## Work task
Each entry must appear again exactly as it does in the source.

Start of Information provided

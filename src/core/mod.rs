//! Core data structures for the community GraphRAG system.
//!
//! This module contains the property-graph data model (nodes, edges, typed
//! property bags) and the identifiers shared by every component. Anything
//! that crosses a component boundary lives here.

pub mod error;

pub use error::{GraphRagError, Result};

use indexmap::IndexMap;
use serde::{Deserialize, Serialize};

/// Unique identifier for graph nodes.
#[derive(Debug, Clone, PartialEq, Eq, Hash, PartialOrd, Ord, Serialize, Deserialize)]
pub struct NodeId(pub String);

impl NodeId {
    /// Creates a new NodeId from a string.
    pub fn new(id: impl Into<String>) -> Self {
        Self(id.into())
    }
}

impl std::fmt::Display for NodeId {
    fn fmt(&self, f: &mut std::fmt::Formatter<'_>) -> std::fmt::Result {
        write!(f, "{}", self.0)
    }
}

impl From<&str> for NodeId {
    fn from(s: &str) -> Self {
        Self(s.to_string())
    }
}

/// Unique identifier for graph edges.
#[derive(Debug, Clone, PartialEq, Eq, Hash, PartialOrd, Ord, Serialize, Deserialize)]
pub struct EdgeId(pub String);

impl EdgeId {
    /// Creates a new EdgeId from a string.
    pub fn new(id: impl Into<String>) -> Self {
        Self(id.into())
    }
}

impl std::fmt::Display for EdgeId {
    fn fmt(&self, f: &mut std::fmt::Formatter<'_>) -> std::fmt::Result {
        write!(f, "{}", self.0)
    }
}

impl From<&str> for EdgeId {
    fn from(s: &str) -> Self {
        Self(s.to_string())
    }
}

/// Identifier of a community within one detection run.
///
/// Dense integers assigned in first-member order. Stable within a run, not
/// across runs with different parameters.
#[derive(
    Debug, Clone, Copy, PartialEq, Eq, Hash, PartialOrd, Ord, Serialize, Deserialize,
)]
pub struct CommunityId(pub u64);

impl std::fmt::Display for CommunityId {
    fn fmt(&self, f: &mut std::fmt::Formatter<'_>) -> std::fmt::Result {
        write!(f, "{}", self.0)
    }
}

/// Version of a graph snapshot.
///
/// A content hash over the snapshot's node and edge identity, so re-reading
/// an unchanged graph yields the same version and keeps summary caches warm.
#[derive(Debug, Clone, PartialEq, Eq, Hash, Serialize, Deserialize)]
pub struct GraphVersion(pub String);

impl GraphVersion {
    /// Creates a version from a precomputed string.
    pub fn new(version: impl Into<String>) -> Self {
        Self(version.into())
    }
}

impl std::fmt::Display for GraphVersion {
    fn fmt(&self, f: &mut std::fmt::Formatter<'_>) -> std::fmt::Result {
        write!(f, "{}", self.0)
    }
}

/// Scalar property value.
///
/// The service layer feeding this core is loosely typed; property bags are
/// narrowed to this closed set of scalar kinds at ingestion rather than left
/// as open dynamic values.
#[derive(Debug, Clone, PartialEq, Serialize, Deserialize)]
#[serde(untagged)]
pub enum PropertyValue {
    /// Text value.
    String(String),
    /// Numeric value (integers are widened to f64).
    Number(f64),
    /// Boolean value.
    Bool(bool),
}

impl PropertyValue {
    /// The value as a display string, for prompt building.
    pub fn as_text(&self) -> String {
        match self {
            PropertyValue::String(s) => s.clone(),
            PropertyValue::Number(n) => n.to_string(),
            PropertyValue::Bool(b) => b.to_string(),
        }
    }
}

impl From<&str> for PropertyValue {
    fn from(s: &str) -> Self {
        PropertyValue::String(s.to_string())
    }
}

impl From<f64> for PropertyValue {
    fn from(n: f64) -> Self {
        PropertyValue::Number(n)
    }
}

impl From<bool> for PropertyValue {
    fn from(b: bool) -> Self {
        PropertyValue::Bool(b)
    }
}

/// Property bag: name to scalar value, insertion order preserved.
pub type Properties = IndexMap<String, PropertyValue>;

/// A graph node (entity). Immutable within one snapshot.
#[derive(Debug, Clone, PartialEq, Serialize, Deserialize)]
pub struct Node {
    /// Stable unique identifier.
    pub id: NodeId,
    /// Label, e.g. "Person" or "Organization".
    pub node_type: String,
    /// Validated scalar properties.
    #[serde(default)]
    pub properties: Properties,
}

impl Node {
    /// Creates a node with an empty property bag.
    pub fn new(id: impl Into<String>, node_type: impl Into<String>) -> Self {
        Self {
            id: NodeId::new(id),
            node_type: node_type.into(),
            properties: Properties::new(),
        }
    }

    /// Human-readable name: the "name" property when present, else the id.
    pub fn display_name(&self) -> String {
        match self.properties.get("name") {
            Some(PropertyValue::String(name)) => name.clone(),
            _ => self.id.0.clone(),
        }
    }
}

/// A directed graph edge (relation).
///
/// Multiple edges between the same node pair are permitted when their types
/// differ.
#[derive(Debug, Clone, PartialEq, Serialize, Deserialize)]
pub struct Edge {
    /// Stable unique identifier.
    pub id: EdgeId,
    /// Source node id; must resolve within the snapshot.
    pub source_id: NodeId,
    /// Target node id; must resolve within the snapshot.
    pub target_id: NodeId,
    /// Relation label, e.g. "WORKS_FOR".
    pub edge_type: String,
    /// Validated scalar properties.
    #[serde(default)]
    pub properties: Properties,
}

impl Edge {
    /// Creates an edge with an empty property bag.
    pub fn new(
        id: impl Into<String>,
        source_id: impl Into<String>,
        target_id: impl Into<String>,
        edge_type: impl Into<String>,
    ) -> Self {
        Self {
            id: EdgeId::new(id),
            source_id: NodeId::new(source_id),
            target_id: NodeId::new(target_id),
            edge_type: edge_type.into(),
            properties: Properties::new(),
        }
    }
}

End of Information provided

## Solution to this task
filename src/core/mod.rs
//! Core data structures for the community GraphRAG system.
//!
//! This module contains the property-graph data model (nodes, edges, typed
//! property bags) and the identifiers shared by every component. Anything
//! that crosses a component boundary lives here.

pub mod error;

pub use error::{GraphRagError, Result};

use indexmap::IndexMap;
use serde::{Deserialize, Serialize};

/// Unique identifier for graph nodes.
#[derive(Debug, Clone, PartialEq, Eq, Hash, PartialOrd, Ord, Serialize, Deserialize)]
pub struct NodeId(pub String);

impl NodeId {
    /// Creates a new NodeId from a string.
    pub fn new(id: impl Into<String>) -> Self {
        Self(id.into())
    }
}

impl std::fmt::Display for NodeId {
    fn fmt(&self, f: &mut std::fmt::Formatter<'_>) -> std::fmt::Result {
        write!(f, "{}", self.0)
    }
}

impl From<&str> for NodeId {
    fn from(s: &str) -> Self {
        Self(s.to_string())
    }
}

/// Unique identifier for graph edges.
#[derive(Debug, Clone, PartialEq, Eq, Hash, PartialOrd, Ord, Serialize, Deserialize)]
pub struct EdgeId(pub String);

impl EdgeId {
    /// Creates a new EdgeId from a string.
    pub fn new(id: impl Into<String>) -> Self {
        Self(id.into())
    }
}

impl std::fmt::Display for EdgeId {
    fn fmt(&self, f: &mut std::fmt::Formatter<'_>) -> std::fmt::Result {
        write!(f, "{}", self.0)
    }
}

impl From<&str> for EdgeId {
    fn from(s: &str) -> Self {
        Self(s.to_string())
    }
}

/// Identifier of a community within one detection run.
///
/// Dense integers assigned in first-member order. Stable within a run, not
/// across runs with different parameters.
#[derive(
    Debug, Clone, Copy, PartialEq, Eq, Hash, PartialOrd, Ord, Serialize, Deserialize,
)]
pub struct CommunityId(pub u64);

impl std::fmt::Display for CommunityId {
    fn fmt(&self, f: &mut std::fmt::Formatter<'_>) -> std::fmt::Result {
        write!(f, "{}", self.0)
    }
}

/// Version of a graph snapshot.
///
/// A content hash over the snapshot's node and edge identity, so re-reading
/// an unchanged graph yields the same version and keeps summary caches warm.
#[derive(Debug, Clone, PartialEq, Eq, Hash, Serialize, Deserialize)]
pub struct GraphVersion(pub String);

impl GraphVersion {
    /// Creates a version from a precomputed string.
    pub fn new(version: impl Into<String>) -> Self {
        Self(version.into())
    }
}

impl std::fmt::Display for GraphVersion {
    fn fmt(&self, f: &mut std::fmt::Formatter<'_>) -> std::fmt::Result {
        write!(f, "{}", self.0)
    }
}

/// Scalar property value.
///
/// The service layer feeding this core is loosely typed; property bags are
/// narrowed to this closed set of scalar kinds at ingestion rather than left
/// as open dynamic values.
#[derive(Debug, Clone, PartialEq, Serialize, Deserialize)]
#[serde(untagged)]
pub enum PropertyValue {
    /// Text value.
    String(String),
    /// Numeric value (integers are widened to f64).
    Number(f64),
    /// Boolean value.
    Bool(bool),
}

impl PropertyValue {
    /// The value as a display string, for prompt building.
    pub fn as_text(&self) -> String {
        match self {
            PropertyValue::String(s) => s.clone(),
            PropertyValue::Number(n) => n.to_string(),
            PropertyValue::Bool(b) => b.to_string(),
        }
    }
}

impl From<&str> for PropertyValue {
    fn from(s: &str) -> Self {
        PropertyValue::String(s.to_string())
    }
}

impl From<f64> for PropertyValue {
    fn from(n: f64) -> Self {
        PropertyValue::Number(n)
    }
}

impl From<bool> for PropertyValue {
    fn from(b: bool) -> Self {
        PropertyValue::Bool(b)
    }
}

/// Property bag: name to scalar value, insertion order preserved.
pub type Properties = IndexMap<String, PropertyValue>;

/// A graph node (entity). Immutable within one snapshot.
#[derive(Debug, Clone, PartialEq, Serialize, Deserialize)]
pub struct Node {
    /// Stable unique identifier.
    pub id: NodeId,
    /// Label, e.g. "Person" or "Organization".
    pub node_type: String,
    /// Validated scalar properties.
    #[serde(default)]
    pub properties: Properties,
}

impl Node {
    /// Creates a node with an empty property bag.
    pub fn new(id: impl Into<String>, node_type: impl Into<String>) -> Self {
        Self {
            id: NodeId::new(id),
            node_type: node_type.into(),
            properties: Properties::new(),
        }
    }

    /// Human-readable name: the "name" property when present, else the id.
    pub fn display_name(&self) -> String {
        match self.properties.get("name") {
            Some(PropertyValue::String(name)) => name.clone(),
            _ => self.id.0.clone(),
        }
    }
}

/// A directed graph edge (relation).
///
/// Multiple edges between the same node pair are permitted when their types
/// differ.
#[derive(Debug, Clone, PartialEq, Serialize, Deserialize)]
pub struct Edge {
    /// Stable unique identifier.
    pub id: EdgeId,
    /// Source node id; must resolve within the snapshot.
    pub source_id: NodeId,
    /// Target node id; must resolve within the snapshot.
    pub target_id: NodeId,
    /// Relation label, e.g. "WORKS_FOR".
    pub edge_type: String,
    /// Validated scalar properties.
    #[serde(default)]
    pub properties: Properties,
}

impl Edge {
    /// Creates an edge with an empty property bag.
    pub fn new(
        id: impl Into<String>,
        source_id: impl Into<String>,
        target_id: impl Into<String>,
        edge_type: impl Into<String>,
    ) -> Self {
        Self {
            id: EdgeId::new(id),
            source_id: NodeId::new(source_id),
            target_id: NodeId::new(target_id),
            edge_type: edge_type.into(),
            properties: Properties::new(),
        }
    }
}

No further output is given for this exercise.